Problem to work on: Where does the word "previously" occur in the entries below? Copy every line that has it.

Records for processing:
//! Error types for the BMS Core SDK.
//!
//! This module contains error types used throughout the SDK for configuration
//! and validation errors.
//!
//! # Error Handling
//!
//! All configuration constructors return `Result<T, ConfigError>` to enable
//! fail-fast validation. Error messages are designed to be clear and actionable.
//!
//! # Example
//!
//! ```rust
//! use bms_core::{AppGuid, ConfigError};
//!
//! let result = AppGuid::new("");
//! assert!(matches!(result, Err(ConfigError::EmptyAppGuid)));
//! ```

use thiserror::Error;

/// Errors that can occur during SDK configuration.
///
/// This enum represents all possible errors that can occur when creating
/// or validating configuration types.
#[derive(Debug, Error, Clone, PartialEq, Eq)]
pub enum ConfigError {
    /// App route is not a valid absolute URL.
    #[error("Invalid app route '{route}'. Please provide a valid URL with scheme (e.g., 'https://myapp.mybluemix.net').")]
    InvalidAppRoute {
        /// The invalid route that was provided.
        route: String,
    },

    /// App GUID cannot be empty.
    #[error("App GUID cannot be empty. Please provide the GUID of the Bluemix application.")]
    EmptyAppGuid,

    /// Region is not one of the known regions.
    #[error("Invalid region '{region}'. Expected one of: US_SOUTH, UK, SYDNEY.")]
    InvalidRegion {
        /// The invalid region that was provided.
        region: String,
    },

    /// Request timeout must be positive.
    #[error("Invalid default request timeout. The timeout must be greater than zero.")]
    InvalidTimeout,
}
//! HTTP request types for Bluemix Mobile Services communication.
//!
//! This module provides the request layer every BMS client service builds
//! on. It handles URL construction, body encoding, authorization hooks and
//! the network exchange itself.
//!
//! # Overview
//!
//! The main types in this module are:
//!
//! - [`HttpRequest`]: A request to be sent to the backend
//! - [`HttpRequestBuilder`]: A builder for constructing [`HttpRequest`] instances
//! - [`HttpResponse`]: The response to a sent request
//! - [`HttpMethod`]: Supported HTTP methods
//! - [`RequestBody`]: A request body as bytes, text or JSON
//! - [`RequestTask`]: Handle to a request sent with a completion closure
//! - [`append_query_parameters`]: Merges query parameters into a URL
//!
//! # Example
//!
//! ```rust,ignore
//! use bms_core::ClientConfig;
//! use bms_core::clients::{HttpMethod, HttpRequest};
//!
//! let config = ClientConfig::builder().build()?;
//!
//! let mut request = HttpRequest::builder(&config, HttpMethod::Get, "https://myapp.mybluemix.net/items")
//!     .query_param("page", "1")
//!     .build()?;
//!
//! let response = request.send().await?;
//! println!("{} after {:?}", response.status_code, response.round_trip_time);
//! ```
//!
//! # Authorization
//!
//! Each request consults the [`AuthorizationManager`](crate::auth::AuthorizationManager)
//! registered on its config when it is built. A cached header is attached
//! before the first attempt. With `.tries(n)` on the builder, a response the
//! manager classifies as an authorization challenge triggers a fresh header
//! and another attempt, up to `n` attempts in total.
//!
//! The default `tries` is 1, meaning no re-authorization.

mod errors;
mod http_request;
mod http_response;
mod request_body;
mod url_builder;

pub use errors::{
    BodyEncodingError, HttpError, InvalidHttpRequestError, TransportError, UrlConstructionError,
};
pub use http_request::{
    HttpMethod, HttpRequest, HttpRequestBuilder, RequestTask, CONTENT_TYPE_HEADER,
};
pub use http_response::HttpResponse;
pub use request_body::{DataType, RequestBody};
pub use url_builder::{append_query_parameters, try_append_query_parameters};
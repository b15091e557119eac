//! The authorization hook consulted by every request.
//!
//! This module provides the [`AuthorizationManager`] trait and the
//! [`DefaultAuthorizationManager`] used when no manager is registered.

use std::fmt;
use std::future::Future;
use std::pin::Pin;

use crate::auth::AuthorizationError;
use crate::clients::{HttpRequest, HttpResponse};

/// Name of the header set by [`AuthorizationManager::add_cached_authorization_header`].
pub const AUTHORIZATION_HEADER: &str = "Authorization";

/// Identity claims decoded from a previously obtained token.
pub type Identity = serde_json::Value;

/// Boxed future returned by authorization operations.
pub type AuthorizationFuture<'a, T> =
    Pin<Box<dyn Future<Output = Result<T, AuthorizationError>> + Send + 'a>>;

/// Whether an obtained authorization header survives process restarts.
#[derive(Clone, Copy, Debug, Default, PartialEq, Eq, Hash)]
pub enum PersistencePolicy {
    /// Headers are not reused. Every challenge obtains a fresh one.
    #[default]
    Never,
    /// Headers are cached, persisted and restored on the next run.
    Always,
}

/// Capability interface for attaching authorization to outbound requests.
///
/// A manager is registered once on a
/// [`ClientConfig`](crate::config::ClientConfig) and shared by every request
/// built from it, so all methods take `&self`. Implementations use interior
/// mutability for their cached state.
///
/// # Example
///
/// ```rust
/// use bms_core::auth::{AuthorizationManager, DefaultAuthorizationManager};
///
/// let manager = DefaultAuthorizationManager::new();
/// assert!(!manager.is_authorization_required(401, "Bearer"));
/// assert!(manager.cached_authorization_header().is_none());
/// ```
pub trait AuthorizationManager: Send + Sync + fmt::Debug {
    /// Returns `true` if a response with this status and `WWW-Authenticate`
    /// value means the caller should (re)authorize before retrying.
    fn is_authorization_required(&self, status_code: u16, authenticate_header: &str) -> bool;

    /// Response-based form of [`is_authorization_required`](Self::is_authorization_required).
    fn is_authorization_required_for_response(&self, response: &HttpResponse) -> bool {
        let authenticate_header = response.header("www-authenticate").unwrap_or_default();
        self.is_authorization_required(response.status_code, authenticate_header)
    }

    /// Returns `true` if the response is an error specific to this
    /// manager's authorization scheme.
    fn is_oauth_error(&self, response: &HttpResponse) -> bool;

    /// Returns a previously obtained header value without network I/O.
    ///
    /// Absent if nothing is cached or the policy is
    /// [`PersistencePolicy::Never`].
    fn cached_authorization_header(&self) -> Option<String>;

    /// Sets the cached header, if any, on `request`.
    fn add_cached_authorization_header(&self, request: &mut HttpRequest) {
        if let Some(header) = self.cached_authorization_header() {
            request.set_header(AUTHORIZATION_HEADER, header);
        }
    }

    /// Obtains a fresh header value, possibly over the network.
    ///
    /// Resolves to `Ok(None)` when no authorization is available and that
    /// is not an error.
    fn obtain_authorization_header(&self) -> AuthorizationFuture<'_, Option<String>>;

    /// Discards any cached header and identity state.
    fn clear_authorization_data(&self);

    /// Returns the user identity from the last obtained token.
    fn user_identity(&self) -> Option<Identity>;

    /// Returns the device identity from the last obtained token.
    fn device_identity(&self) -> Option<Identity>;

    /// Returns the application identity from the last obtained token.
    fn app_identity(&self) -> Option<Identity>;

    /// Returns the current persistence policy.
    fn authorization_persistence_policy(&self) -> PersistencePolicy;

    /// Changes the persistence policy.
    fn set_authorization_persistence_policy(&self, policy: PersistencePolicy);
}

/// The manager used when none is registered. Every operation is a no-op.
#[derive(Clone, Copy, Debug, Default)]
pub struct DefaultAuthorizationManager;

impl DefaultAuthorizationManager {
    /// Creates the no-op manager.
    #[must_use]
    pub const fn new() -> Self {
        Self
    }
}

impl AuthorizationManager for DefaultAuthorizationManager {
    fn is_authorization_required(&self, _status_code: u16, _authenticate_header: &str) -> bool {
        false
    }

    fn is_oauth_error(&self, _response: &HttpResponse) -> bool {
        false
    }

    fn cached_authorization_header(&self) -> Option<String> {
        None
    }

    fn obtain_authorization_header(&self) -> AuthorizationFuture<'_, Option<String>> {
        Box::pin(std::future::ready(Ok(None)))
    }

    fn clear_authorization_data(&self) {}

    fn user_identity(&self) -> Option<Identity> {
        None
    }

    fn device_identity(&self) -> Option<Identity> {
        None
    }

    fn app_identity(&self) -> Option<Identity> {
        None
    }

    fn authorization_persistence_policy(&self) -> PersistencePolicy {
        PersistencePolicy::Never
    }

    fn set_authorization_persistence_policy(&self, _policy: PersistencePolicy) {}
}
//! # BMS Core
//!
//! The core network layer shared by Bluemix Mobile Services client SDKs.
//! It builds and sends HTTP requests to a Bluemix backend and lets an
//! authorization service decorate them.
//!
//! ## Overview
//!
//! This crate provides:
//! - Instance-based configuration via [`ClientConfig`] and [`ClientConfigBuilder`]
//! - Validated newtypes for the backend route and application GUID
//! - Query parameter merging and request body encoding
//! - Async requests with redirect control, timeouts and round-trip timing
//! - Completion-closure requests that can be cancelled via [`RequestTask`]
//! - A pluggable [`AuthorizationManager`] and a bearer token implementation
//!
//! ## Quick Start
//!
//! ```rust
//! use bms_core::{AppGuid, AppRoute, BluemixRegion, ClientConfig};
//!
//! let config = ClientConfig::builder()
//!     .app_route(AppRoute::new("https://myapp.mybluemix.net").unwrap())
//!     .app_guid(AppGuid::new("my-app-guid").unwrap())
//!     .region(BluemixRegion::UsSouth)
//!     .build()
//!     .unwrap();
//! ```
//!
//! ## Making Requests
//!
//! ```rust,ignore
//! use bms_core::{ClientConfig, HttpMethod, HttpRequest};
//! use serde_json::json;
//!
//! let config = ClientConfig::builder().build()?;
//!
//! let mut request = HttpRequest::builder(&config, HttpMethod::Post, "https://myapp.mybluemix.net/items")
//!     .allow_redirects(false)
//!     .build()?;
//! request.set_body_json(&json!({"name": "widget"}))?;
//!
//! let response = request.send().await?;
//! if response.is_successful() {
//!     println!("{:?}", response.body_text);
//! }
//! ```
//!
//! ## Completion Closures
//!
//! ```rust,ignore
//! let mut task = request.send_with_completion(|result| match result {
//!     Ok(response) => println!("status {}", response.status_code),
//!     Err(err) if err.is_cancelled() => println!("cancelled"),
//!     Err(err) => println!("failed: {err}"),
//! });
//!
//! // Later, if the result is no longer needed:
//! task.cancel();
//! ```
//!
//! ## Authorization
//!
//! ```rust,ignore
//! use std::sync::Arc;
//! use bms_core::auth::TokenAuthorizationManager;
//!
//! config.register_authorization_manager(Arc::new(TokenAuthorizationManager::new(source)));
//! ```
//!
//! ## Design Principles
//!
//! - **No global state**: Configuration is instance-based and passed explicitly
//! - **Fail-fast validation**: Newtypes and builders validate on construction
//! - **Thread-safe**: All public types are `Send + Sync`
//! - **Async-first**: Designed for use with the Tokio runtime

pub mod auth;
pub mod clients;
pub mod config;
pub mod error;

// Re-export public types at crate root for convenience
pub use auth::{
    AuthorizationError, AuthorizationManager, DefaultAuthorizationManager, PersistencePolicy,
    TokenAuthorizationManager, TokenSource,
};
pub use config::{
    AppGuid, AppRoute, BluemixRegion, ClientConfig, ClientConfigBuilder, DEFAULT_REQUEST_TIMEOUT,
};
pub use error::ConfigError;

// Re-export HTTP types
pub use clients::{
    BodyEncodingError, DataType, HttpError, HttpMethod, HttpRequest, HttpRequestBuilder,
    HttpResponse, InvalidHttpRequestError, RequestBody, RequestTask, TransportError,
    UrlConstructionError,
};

---

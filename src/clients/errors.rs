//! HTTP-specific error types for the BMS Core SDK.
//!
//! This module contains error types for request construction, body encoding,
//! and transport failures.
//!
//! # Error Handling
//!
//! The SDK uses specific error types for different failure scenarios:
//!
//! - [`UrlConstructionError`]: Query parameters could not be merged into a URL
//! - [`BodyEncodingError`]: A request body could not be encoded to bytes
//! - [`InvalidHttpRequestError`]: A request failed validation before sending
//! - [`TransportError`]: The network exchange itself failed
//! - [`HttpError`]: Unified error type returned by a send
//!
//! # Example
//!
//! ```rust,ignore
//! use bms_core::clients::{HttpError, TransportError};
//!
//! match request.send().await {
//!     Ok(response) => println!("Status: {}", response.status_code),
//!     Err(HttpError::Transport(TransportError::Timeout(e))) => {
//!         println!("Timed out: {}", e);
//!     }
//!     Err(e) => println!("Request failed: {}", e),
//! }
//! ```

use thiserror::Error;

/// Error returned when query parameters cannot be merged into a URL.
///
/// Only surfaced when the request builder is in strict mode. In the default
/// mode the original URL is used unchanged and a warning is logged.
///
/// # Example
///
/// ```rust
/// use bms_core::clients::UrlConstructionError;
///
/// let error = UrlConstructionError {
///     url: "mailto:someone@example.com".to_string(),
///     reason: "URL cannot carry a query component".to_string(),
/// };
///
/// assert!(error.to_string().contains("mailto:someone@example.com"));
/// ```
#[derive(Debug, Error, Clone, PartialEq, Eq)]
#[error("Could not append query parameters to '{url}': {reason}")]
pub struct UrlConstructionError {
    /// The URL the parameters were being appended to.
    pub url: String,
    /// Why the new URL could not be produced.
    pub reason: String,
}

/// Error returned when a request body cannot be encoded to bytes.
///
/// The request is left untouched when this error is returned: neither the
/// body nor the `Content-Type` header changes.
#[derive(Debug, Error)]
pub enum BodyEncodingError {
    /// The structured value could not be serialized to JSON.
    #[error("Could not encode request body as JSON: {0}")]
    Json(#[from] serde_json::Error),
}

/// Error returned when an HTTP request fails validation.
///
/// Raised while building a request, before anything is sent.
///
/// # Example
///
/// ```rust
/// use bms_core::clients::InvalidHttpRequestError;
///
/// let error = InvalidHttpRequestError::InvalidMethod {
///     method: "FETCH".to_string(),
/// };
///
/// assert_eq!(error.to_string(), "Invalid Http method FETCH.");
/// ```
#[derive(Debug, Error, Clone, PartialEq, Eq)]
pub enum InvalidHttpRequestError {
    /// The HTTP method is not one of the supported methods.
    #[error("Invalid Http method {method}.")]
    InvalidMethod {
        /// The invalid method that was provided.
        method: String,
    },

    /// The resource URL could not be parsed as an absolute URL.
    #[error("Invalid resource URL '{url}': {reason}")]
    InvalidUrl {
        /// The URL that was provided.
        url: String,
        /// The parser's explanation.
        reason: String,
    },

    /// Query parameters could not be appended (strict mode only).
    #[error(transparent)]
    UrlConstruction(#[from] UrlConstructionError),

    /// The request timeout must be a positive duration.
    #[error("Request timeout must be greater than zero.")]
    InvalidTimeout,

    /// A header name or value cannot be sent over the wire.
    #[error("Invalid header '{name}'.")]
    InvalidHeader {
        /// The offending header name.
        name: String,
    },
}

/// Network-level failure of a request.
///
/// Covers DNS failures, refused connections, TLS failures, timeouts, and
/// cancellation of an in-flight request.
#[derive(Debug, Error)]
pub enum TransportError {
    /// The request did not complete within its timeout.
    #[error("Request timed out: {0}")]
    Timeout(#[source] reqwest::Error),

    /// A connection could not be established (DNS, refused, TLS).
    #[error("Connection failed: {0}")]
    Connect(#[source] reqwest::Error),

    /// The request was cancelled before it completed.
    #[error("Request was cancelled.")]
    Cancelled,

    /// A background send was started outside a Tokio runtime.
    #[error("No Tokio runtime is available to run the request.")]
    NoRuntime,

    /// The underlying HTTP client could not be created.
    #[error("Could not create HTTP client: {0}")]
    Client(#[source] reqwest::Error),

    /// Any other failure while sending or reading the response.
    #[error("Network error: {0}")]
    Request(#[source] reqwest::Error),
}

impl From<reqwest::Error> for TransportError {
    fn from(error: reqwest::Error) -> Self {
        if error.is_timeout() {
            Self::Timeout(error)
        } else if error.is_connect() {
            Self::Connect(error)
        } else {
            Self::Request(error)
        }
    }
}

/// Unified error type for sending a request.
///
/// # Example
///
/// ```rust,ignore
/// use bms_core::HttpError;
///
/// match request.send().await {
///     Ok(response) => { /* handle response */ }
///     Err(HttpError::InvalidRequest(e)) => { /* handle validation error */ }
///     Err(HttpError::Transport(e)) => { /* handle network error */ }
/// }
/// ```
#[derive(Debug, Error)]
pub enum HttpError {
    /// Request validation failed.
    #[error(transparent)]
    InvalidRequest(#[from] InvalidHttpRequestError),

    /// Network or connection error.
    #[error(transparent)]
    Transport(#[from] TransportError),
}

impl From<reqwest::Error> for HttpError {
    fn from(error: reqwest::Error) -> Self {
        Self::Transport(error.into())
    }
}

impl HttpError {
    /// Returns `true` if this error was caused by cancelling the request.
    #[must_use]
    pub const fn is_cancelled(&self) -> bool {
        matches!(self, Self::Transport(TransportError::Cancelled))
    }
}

Response area:
/// Identity claims decoded from a previously obtained token.
    /// Returns a previously obtained header value without network I/O.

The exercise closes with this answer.